Task to complete -
Only the lines from the one with "let packed = self.pack();" to the end of the material should be reproduced, exactly and in full, both ends included.

Data extract -
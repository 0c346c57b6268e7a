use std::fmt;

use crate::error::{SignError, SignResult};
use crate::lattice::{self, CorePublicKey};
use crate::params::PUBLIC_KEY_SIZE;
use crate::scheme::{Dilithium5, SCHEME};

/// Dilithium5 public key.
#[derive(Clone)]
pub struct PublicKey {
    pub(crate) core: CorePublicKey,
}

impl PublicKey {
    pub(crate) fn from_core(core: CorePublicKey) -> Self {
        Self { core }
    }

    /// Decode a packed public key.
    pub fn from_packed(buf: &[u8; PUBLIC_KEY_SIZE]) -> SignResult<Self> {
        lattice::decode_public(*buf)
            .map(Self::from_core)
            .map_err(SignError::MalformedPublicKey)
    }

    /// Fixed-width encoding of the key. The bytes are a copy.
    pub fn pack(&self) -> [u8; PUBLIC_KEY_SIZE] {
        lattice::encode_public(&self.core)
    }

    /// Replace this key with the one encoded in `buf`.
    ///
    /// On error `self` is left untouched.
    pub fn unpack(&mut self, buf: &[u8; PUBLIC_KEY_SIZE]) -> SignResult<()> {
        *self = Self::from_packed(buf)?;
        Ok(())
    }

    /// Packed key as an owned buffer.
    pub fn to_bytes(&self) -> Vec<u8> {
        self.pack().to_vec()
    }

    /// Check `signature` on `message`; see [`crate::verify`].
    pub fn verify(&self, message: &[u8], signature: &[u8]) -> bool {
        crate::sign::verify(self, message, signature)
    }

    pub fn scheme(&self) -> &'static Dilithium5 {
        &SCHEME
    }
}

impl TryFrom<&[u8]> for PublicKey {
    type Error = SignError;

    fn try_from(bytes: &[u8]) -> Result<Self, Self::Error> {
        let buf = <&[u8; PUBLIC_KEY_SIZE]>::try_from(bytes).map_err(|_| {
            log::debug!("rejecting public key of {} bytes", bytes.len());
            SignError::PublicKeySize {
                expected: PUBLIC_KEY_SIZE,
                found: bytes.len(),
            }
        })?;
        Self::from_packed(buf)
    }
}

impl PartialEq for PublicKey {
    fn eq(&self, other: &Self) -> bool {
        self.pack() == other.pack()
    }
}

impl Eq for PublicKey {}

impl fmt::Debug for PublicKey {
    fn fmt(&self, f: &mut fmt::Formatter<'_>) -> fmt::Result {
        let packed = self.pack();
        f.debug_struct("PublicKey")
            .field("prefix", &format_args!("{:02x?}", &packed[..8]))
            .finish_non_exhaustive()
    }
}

Solution to the exercise -
        let packed = self.pack();
        f.debug_struct("PublicKey")
            .field("prefix", &format_args!("{:02x?}", &packed[..8]))
            .finish_non_exhaustive()
    }
}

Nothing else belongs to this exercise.